__RECORDS TO PROCESS__:
--------------------------------

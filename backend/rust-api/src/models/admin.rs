//! Staff-facing shapes: create events, browse events and registrations.

use super::event::{EventRecord, NewEvent};
use super::ids::EventId;
use super::registration::{Registration, REQUIRED};
use crate::error::FieldErrors;
use chrono::{DateTime, NaiveDateTime, Utc};
use serde::{Deserialize, Serialize};

const TITLE_MAX_LEN: usize = 200;

pub const INVALID_DATE: &str = "Enter a valid date/time.";

#[derive(Debug, Default, Deserialize)]
pub struct AdminEventQuery {
    pub search: Option<String>,
}

#[derive(Debug, Default, Deserialize)]
pub struct AdminRegistrationQuery {
    /// Only registrations for this event.
    pub event: Option<EventId>,
    /// Substring of the email or the event title.
    pub search: Option<String>,
}

/// Trimmed search text from an optional query value.
pub fn search_text(raw: &Option<String>) -> &str {
    raw.as_deref().unwrap_or("").trim()
}

#[derive(Debug, Default, Deserialize)]
pub struct NewEventRequest {
    #[serde(default)]
    pub title: String,
    #[serde(default)]
    pub description: String,
    #[serde(default)]
    pub date: String,
}

impl NewEventRequest {
    pub fn validate(&self) -> Result<NewEvent, FieldErrors> {
        let mut errors = FieldErrors::new();
        let title = self.title.trim();
        if title.is_empty() {
            errors.entry("title").or_default().push(REQUIRED.to_string());
        } else if title.chars().count() > TITLE_MAX_LEN {
            errors.entry("title").or_default().push(format!(
                "Ensure this value has at most {} characters (it has {}).",
                TITLE_MAX_LEN,
                title.chars().count()
            ));
        }

        let date = self.date.trim();
        let parsed = if date.is_empty() {
            errors.entry("date").or_default().push(REQUIRED.to_string());
            None
        } else {
            let parsed = parse_event_date(date);
            if parsed.is_none() {
                errors.entry("date").or_default().push(INVALID_DATE.to_string());
            }
            parsed
        };

        match parsed {
            Some(date) if errors.is_empty() => {
                Ok(NewEvent::new(title, date).with_description(self.description.trim()))
            }
            _ => Err(errors),
        }
    }
}

/// RFC 3339, or a naive `YYYY-MM-DDTHH:MM[:SS]` taken as UTC.
fn parse_event_date(raw: &str) -> Option<DateTime<Utc>> {
    if let Ok(dt) = DateTime::parse_from_rfc3339(raw) {
        return Some(dt.with_timezone(&Utc));
    }
    ["%Y-%m-%dT%H:%M:%S", "%Y-%m-%dT%H:%M", "%Y-%m-%d %H:%M:%S", "%Y-%m-%d %H:%M"]
        .iter()
        .find_map(|fmt| NaiveDateTime::parse_from_str(raw, fmt).ok())
        .map(|naive| naive.and_utc())
}

#[derive(Clone, Debug, PartialEq, Serialize, Deserialize)]
pub struct AdminEvent {
    pub id: EventId,
    pub title: String,
    pub description: String,
    pub date: DateTime<Utc>,
    pub registration_count: usize,
}

impl AdminEvent {
    pub fn new(event: &EventRecord, registration_count: usize) -> Self {
        Self {
            id: event.id,
            title: event.title.clone(),
            description: event.description.clone(),
            date: event.date,
            registration_count,
        }
    }
}

#[derive(Clone, Debug, PartialEq, Serialize, Deserialize)]
pub struct AdminRegistration {
    pub event_id: EventId,
    pub event_title: String,
    pub name: String,
    pub email: String,
}

impl AdminRegistration {
    pub fn new(registration: &Registration, event_title: &str) -> Self {
        Self {
            event_id: registration.event_id,
            event_title: event_title.to_string(),
            name: registration.name.clone(),
            email: registration.email.clone(),
        }
    }
}
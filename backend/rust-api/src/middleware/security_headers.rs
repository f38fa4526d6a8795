// Security headers for every response.
// Pages are self-contained: inline styles only, no scripts, no third-party origins.

use axum::{
    extract::Request,
    middleware::Next,
    response::Response,
};
use axum::http::{HeaderName, HeaderValue};

const HEADERS: [(&str, &str); 5] = [
    // Prevent MIME type sniffing
    ("x-content-type-options", "nosniff"),
    // Prevent clickjacking
    ("x-frame-options", "DENY"),
    (
        "content-security-policy",
        "default-src 'self'; style-src 'self' 'unsafe-inline'; img-src 'self' data:; form-action 'self'",
    ),
    ("referrer-policy", "strict-origin-when-cross-origin"),
    ("permissions-policy", "geolocation=(), microphone=(), camera=()"),
];

pub async fn security_headers_middleware(
    req: Request,
    next: Next,
) -> Response {
    let mut response = next.run(req).await;
    let headers = response.headers_mut();
    for (name, value) in HEADERS {
        headers.insert(HeaderName::from_static(name), HeaderValue::from_static(value));
    }
    // HSTS is left to the TLS-terminating proxy.
    response
}
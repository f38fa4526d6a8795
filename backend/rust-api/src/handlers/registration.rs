use axum::{
    extract::{Path, State},
    http::{HeaderMap, StatusCode},
    response::{Html, IntoResponse, Redirect, Response},
    Form,
};
use crate::error::ApiError;
use crate::handlers::events::{detail_for, load_event, wants_json};
use crate::models::{EventId, RegistrationForm};
use crate::pages;
use crate::services::outbox;
use crate::AppState;

/// POST /event/:id/register/ - validate, store, send confirmation, redirect.
pub async fn register(
    State(state): State<AppState>,
    headers: HeaderMap,
    Path(event_id): Path<EventId>,
    Form(form): Form<RegistrationForm>,
) -> Result<Response, ApiError> {
    let event = load_event(&state, event_id).await?;

    let taken = state.repo.is_registered(event_id, form.email.trim()).await;
    let stored = match form.validate(event_id, |_| taken) {
        Ok(registration) => state.repo.add_registration(registration).await,
        Err(errors) => Err(ApiError::Validation(errors)),
    };

    let registration = match stored {
        Ok(registration) => registration,
        Err(ApiError::Validation(errors)) if !wants_json(&headers) => {
            let detail = detail_for(&state, &event).await;
            let page = pages::event_detail_page(&detail, Some(&form), Some(&errors));
            return Ok((StatusCode::UNPROCESSABLE_ENTITY, Html(page)).into_response());
        }
        Err(e) => return Err(e),
    };

    tracing::info!(event_id, email = %registration.email, "Registration stored");
    state
        .outbox
        .deliver(outbox::confirmation_email(&state.config, &event, &registration));

    Ok(Redirect::to("/confirmation/").into_response())
}

/// GET /confirmation/
pub async fn confirmation() -> Html<String> {
    Html(pages::confirmation_page())
}
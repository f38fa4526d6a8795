use axum::{
    extract::{Query, State},
    http::StatusCode,
    response::Json,
};
use crate::error::ApiError;
use crate::models::admin::search_text;
use crate::models::{AdminEvent, AdminEventQuery, AdminRegistration, AdminRegistrationQuery, NewEventRequest};
use crate::AppState;

/// GET /admin/events - every event with its registration count.
pub async fn list_events(
    Query(params): Query<AdminEventQuery>,
    State(state): State<AppState>,
) -> Json<Vec<AdminEvent>> {
    Json(state.repo.all_events(search_text(&params.search)).await)
}

/// POST /admin/events
pub async fn create_event(
    State(state): State<AppState>,
    Json(payload): Json<NewEventRequest>,
) -> Result<(StatusCode, Json<AdminEvent>), ApiError> {
    let new_event = payload.validate().map_err(ApiError::Validation)?;
    let record = state.repo.insert_event(new_event).await;
    tracing::info!(event_id = record.id, title = %record.title, "Event created");
    Ok((StatusCode::CREATED, Json(AdminEvent::new(&record, 0))))
}

/// GET /admin/registrations?event=<id>&search=<text>
pub async fn list_registrations(
    Query(params): Query<AdminRegistrationQuery>,
    State(state): State<AppState>,
) -> Json<Vec<AdminRegistration>> {
    Json(
        state
            .repo
            .registrations(params.event, search_text(&params.search))
            .await,
    )
}
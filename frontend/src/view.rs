//! Signal-backed handles the controller renders into. Writing a signal
//! re-renders whatever component reads it.

use dioxus::prelude::*;
use event_list_core::{FilterToggles, TableRow, TableView, ToggleEmphasis};

#[derive(Clone, Copy, PartialEq)]
pub struct SignalTable {
    rows: Signal<Vec<TableRow>>,
}

impl SignalTable {
    pub fn new(rows: Signal<Vec<TableRow>>) -> Self {
        Self { rows }
    }
}

impl TableView for SignalTable {
    fn replace_rows(&self, rows: Vec<TableRow>) {
        let mut target = self.rows;
        target.set(rows);
    }
}

#[derive(Clone, Copy, PartialEq)]
pub struct SignalToggles {
    emphasis: Signal<ToggleEmphasis>,
}

impl SignalToggles {
    pub fn new(emphasis: Signal<ToggleEmphasis>) -> Self {
        Self { emphasis }
    }
}

impl FilterToggles for SignalToggles {
    fn set_emphasis(&self, emphasis: ToggleEmphasis) {
        let mut target = self.emphasis;
        target.set(emphasis);
    }
}
pub mod security_headers;

pub use security_headers::security_headers_middleware;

--------------------------------

__TASK INSTRUCTIONS__:
Go line by line through the records above and copy each one containing "ApiError".

__ANSWER SPACE__:
use crate::error::ApiError;
) -> Result<Response, ApiError> {
        Err(errors) => Err(ApiError::Validation(errors)),
        Err(ApiError::Validation(errors)) if !wants_json(&headers) => {
use crate::error::ApiError;
) -> Result<(StatusCode, Json<AdminEvent>), ApiError> {
    let new_event = payload.validate().map_err(ApiError::Validation)?;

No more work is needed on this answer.